1413 words - 6 pages

With the appearance of Waiting for Godot at the Théâtre de Babylone in Paris in 1953, the literary world was shaken by the arrival of a drama so different yet so thrilling that it gave rise to the "Theater of the Absurd". His contribution to this particular type of theater movement allows us to refer to him as the father of the genre. While other dramatists, such as Tom Stoppard, have also contributed to this genre, Beckett remains its single, most lofty figure. It is this type of theater that deals with the absurd aspects of life, to stress upon its native meaninglessness. It is the time and identity of characters that are usually vague or ambiguous in such plays from the theater of absurd. The plays are dreamy and impossible to implement in real life and the dialogues of such plays are irrational and make the play seem absurd because the whole structure of the play is in repetition.

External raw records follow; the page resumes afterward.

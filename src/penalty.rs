use chrono::NaiveDate;
use rust_decimal::Decimal;
use serde::{Deserialize, Serialize};

use crate::dates::parse_or_today;
use crate::decimal::Money;
use crate::loans::Loan;

/// result of assessing a loan against its due date
#[derive(Debug, Clone, PartialEq, Serialize, Deserialize)]
pub struct PenaltyAssessment {
    pub overdue_days: u32,
    pub penalty: Money,
    pub total_due: Money,
    /// resolved due date, when the loan carried one
    pub due_date: Option<NaiveDate>,
    /// true when the due date was unparseable and "today" substituted;
    /// such an assessment never reports the loan overdue
    pub fell_back_to_today: bool,
}

/// assess overdue days and penalty for a loan as of `today`
///
/// Pure calendar-and-money arithmetic with no store dependency. A loan
/// due exactly today is not yet overdue; once overdue, each day accrues
/// `interest / period_days` of penalty, where the interest amount
/// resolves loan record first, then the member-level cached figure,
/// then zero. All outputs are rounded to cents.
pub fn assess_penalty(
    loan: &Loan,
    fallback_interest: Option<Money>,
    today: NaiveDate,
    period_days: u32,
) -> PenaltyAssessment {
    let monthly = loan.total_monthly_payment;

    let Some(due_input) = loan.effective_due() else {
        return PenaltyAssessment {
            overdue_days: 0,
            penalty: Money::ZERO,
            total_due: monthly,
            due_date: None,
            fell_back_to_today: false,
        };
    };

    let parsed = parse_or_today(due_input, today);
    let due = parsed.value.date();

    // strictly greater: a loan due today is not yet overdue
    if today <= due {
        return PenaltyAssessment {
            overdue_days: 0,
            penalty: Money::ZERO,
            total_due: monthly,
            due_date: Some(due),
            fell_back_to_today: parsed.fell_back,
        };
    }

    let overdue_days = (today - due).num_days().max(0) as u32;
    let interest = loan.interest.or(fallback_interest).unwrap_or(Money::ZERO);
    let period = period_days.max(1);
    let penalty = interest * (Decimal::from(overdue_days) / Decimal::from(period));

    PenaltyAssessment {
        overdue_days,
        penalty,
        total_due: monthly + penalty,
        due_date: Some(due),
        fell_back_to_today: parsed.fell_back,
    }
}
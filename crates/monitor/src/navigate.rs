//! Navigation driver: walk the booking flow from the entry page to the
//! availability view.
//!
//! Every step degrades rather than fails. The absence of a cookie banner or
//! a continue button is not an error; only the final "did we see the target
//! fragment" verdict matters, and even that is handed to the classifier as
//! evidence rather than thrown.

use std::time::Duration;

use {
    citawatch_browser::{BrowserSession, Surface},
    citawatch_config::CitawatchConfig,
    tracing::{debug, info, warn},
};

use crate::error::Result;

/// Case-insensitive cookie-consent button pattern (JS regex).
const COOKIE_ACCEPT_PATTERN: &str = r"^\s*(aceptar|aceitar|accept)";

/// Case-insensitive continue-button pattern (JS regex).
const CONTINUE_PATTERN: &str = r"continu(e|ar)";

/// Substring identifying the entry link into the booking host.
const ENTRY_LINK_HREF: &str = "citaconsular";

const COOKIE_TIMEOUT: Duration = Duration::from_secs(3);
const ENTRY_LINK_TIMEOUT: Duration = Duration::from_secs(30);
const SURFACE_GRACE: Duration = Duration::from_secs(4);
const CONTINUE_TIMEOUT: Duration = Duration::from_secs(10);
const TARGET_TIMEOUT: Duration = Duration::from_secs(30);
const CORRECTED_TARGET_TIMEOUT: Duration = Duration::from_secs(10);

/// Client script on the availability view rewrites the DOM after the
/// fragment shows up.
const TARGET_SETTLE: Duration = Duration::from_millis(1500);

/// How far through the flow an attempt got.
#[derive(Debug, Clone, Copy, PartialEq, Eq)]
pub enum NavStage {
    Start,
    CookieDismissed,
    EntryLinkFollowed,
    ContinueConfirmed,
    AtTarget,
    Stalled,
}

impl NavStage {
    pub fn label(&self) -> &'static str {
        match self {
            Self::Start => "start",
            Self::CookieDismissed => "cookie_dismissed",
            Self::EntryLinkFollowed => "entry_link_followed",
            Self::ContinueConfirmed => "continue_confirmed",
            Self::AtTarget => "at_target",
            Self::Stalled => "stalled",
        }
    }
}

/// Where a navigation run ended up.
pub struct NavOutcome {
    /// The surface holding whatever content the flow produced.
    pub surface: Surface,
    /// Whether the target fragment was ever observed in the location.
    pub reached_target: bool,
    /// Location at the end of the run.
    pub location: String,
    /// Furthest stage reached.
    pub stage: NavStage,
}

/// Drives one pass through the booking flow.
pub struct NavigationDriver {
    entry_url: String,
    target_fragment: String,
}

impl NavigationDriver {
    pub fn new(config: &CitawatchConfig) -> Self {
        Self {
            entry_url: config.entry_url.clone(),
            target_fragment: config.target_fragment.clone(),
        }
    }

    /// Run the flow inside `session` and report where it ended up.
    pub async fn run(&self, session: &BrowserSession) -> Result<NavOutcome> {
        let mut stage = NavStage::Start;

        let surface = session.open(&self.entry_url).await?;
        debug!(url = %self.entry_url, "opened entry page");

        // Optional; the banner only shows on fresh profiles.
        if surface
            .click_matching_text(COOKIE_ACCEPT_PATTERN, COOKIE_TIMEOUT)
            .await
        {
            stage = NavStage::CookieDismissed;
            debug!("dismissed cookie banner");
        }

        let baseline = session.surface_count().await;
        let followed = surface
            .click_link_by_href(ENTRY_LINK_HREF, ENTRY_LINK_TIMEOUT)
            .await;

        let surface = if followed {
            stage = NavStage::EntryLinkFollowed;
            // The link can open a new tab or navigate in place.
            session
                .authoritative_surface(surface, baseline, SURFACE_GRACE)
                .await
        } else {
            warn!("entry link not found on entry page");
            surface
        };

        if surface
            .click_matching_text(CONTINUE_PATTERN, CONTINUE_TIMEOUT)
            .await
        {
            stage = NavStage::ContinueConfirmed;
            debug!("confirmed continue step");
        }

        let mut reached_target = surface
            .wait_for_fragment(&self.target_fragment, TARGET_TIMEOUT)
            .await;

        // One corrective hop: rewrite the location to carry the fragment
        // and give the view a shorter second chance.
        if !reached_target {
            let current = surface.location().await;
            if !current.is_empty() {
                let corrected = derive_target_location(&current, &self.target_fragment);
                info!(from = %current, to = %corrected, "corrective navigation");
                if let Err(e) = surface.goto(&corrected).await {
                    warn!(error = %e, "corrective navigation failed");
                }
                reached_target = surface
                    .wait_for_fragment(&self.target_fragment, CORRECTED_TARGET_TIMEOUT)
                    .await;
            }
        }

        if reached_target {
            stage = NavStage::AtTarget;
            surface.settle(TARGET_SETTLE).await;
        } else {
            warn!(furthest = stage.label(), "flow stalled before the target");
            stage = NavStage::Stalled;
        }

        let location = surface.location().await;
        info!(stage = stage.label(), %location, "navigation finished");

        Ok(NavOutcome {
            surface,
            reached_target,
            location,
            stage,
        })
    }
}

/// Replace any existing fragment on `current` with `fragment`.
fn derive_target_location(current: &str, fragment: &str) -> String {
    let base = current.split('#').next().unwrap_or(current);
    format!("{base}{fragment}")
}

#[cfg(test)]
mod tests {
    use super::*;

    #[test]
    fn derive_appends_fragment() {
        assert_eq!(
            derive_target_location("https://host/widget", "#services"),
            "https://host/widget#services"
        );
    }

    #[test]
    fn derive_replaces_other_fragment() {
        assert_eq!(
            derive_target_location("https://host/widget#datetime", "#services"),
            "https://host/widget#services"
        );
    }

    #[test]
    fn derive_is_stable_when_already_on_target() {
        assert_eq!(
            derive_target_location("https://host/widget#services", "#services"),
            "https://host/widget#services"
        );
    }

    #[test]
    fn stage_labels_are_snake_case() {
        assert_eq!(NavStage::EntryLinkFollowed.label(), "entry_link_followed");
        assert_eq!(NavStage::Stalled.label(), "stalled");
    }
}
//! Decision engine: map a classified status to side effects.
//!
//! The quiet path is the common one. `NoSlots` produces only a log line;
//! alerts are reserved for a found slot, an unreadable flow, or content the
//! classifier could not place.

use std::time::Duration;

use {
    async_trait::async_trait,
    chrono::Local,
    tempfile::TempPath,
    tracing::{info, warn},
};

use crate::{
    notify::Notify,
    types::{ReservationOutcome, Status},
};

/// Pause after the reservation click so the booking host can paint its
/// confirmation state before the screenshot.
const RESERVATION_SETTLE: Duration = Duration::from_millis(1500);

/// Operations the engine needs from the live view. Seam for tests.
#[async_trait]
pub trait ViewOps: Send + Sync {
    /// Click the element carrying the slot text. Returns whether a click
    /// happened.
    async fn click_slot(&self, text: &str) -> bool;

    /// Capture the view as PNG bytes.
    async fn capture(&self) -> anyhow::Result<Vec<u8>>;

    async fn location(&self) -> String;

    async fn settle(&self, duration: Duration);
}

/// What the engine did with one attempt.
pub struct Decision {
    /// Whether the run should stop here.
    pub terminal: bool,
    pub reservation: ReservationOutcome,
    pub screenshot: Option<TempPath>,
}

/// Applies alert policy to classified statuses.
pub struct DecisionEngine {
    diagnostic_first_attempt_only: bool,
}

impl DecisionEngine {
    pub fn new(diagnostic_first_attempt_only: bool) -> Self {
        Self {
            diagnostic_first_attempt_only,
        }
    }

    /// Handle `status` from attempt `attempt` (zero-based).
    pub async fn decide(
        &self,
        status: &Status,
        attempt: usize,
        view: &dyn ViewOps,
        notifier: &dyn Notify,
    ) -> Decision {
        match status {
            Status::NoSlots => {
                info!(attempt, "no slots available");
                Decision {
                    terminal: false,
                    reservation: ReservationOutcome::NotAttempted,
                    screenshot: None,
                }
            },
            Status::SlotFound(slot) => {
                let reservation = if view.click_slot(&slot.text).await {
                    ReservationOutcome::Clicked
                } else {
                    warn!(slot = %slot.text, "slot element could not be re-located for the click");
                    ReservationOutcome::ClickFailed
                };
                view.settle(RESERVATION_SETTLE).await;

                let screenshot = capture_to_temp(view).await;
                let caption = slot_caption(&slot.text, reservation, &view.location().await);
                deliver(notifier, &caption, screenshot.as_ref()).await;

                Decision {
                    terminal: true,
                    reservation,
                    screenshot,
                }
            },
            Status::UnreachableTarget => {
                let screenshot = if self.should_send_diagnostic(attempt) {
                    let screenshot = capture_to_temp(view).await;
                    let caption = format!(
                        "⚠️ Página de horários inacessível.\n{}\n{}",
                        timestamp(),
                        view.location().await
                    );
                    deliver(notifier, &caption, screenshot.as_ref()).await;
                    screenshot
                } else {
                    None
                };
                Decision {
                    terminal: false,
                    reservation: ReservationOutcome::NotAttempted,
                    screenshot,
                }
            },
            Status::AmbiguousContent => {
                let screenshot = capture_to_temp(view).await;
                let caption = format!(
                    "⚠️ Estado inesperado.\n{}\n{}",
                    timestamp(),
                    view.location().await
                );
                deliver(notifier, &caption, screenshot.as_ref()).await;

                Decision {
                    terminal: true,
                    reservation: ReservationOutcome::NotAttempted,
                    screenshot,
                }
            },
        }
    }

    fn should_send_diagnostic(&self, attempt: usize) -> bool {
        !self.diagnostic_first_attempt_only || attempt == 0
    }
}

/// Prefer an image, fall back to text, tolerate total delivery failure.
async fn deliver(notifier: &dyn Notify, caption: &str, screenshot: Option<&TempPath>) {
    let result = match screenshot {
        Some(path) => notifier.send_photo(path, caption).await,
        None => notifier.send_text(caption).await,
    };
    if let Err(e) = result {
        warn!(error = %e, "alert delivery failed");
    }
}

async fn capture_to_temp(view: &dyn ViewOps) -> Option<TempPath> {
    match view.capture().await {
        Ok(bytes) => match write_temp_png(&bytes) {
            Ok(path) => Some(path),
            Err(e) => {
                warn!(error = %e, "could not persist screenshot");
                None
            },
        },
        Err(e) => {
            warn!(error = %e, "screenshot capture failed");
            None
        },
    }
}

fn write_temp_png(bytes: &[u8]) -> std::io::Result<TempPath> {
    use std::io::Write;

    let mut file = tempfile::Builder::new()
        .prefix("citawatch-")
        .suffix(".png")
        .tempfile()?;
    file.write_all(bytes)?;
    Ok(file.into_temp_path())
}

fn slot_caption(slot_text: &str, reservation: ReservationOutcome, location: &str) -> String {
    let headline = match reservation {
        ReservationOutcome::Clicked => "✅ VAGA ENCONTRADA E CLICADA!",
        _ => "✅ VAGA ENCONTRADA (clique falhou)",
    };
    format!("{headline}\n{slot_text}\n{}\n{location}", timestamp())
}

fn timestamp() -> String {
    Local::now().format("%d/%m/%Y %H:%M").to_string()
}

In this play, Samuel Beckett emphasizes upon human suffering. The play revolves primarily around Estragon and Vladimir who endlessly wait for something to help overcome their boredom and sins because they seek redemption as mentioned in the play. Godot can be assumed as one of the many wishes that Vladimir and Estragon wait for. Waiting for Godot is part of the ‘Theater of the Absurd’. This implies that it is meant to be irrational and pointless in nature since you do not have a proper moral and conclusion to the play, i.e., it is an open ended play. The readers and audiences can have many conclusions towards the end of the play. The concepts of drama, chronological plot, logical language, themes, and recognizable settings are features of drama that a play from the Theatre of Absurd does not have. We see how the characters of Vladimir and Estragon are represented as two devoted, inseparable souls who cannot live without each other because Beckett shows Vladimir as the brain and Estragon as the body which obviously implies the fact that our body is nothing without our brain. The brain is the central element through which every process takes place. We can see many instances where Vladimir constantly keeps reminds Estragon of their past time together, about Estragon’s appearance, and also about why and who they were waiting for.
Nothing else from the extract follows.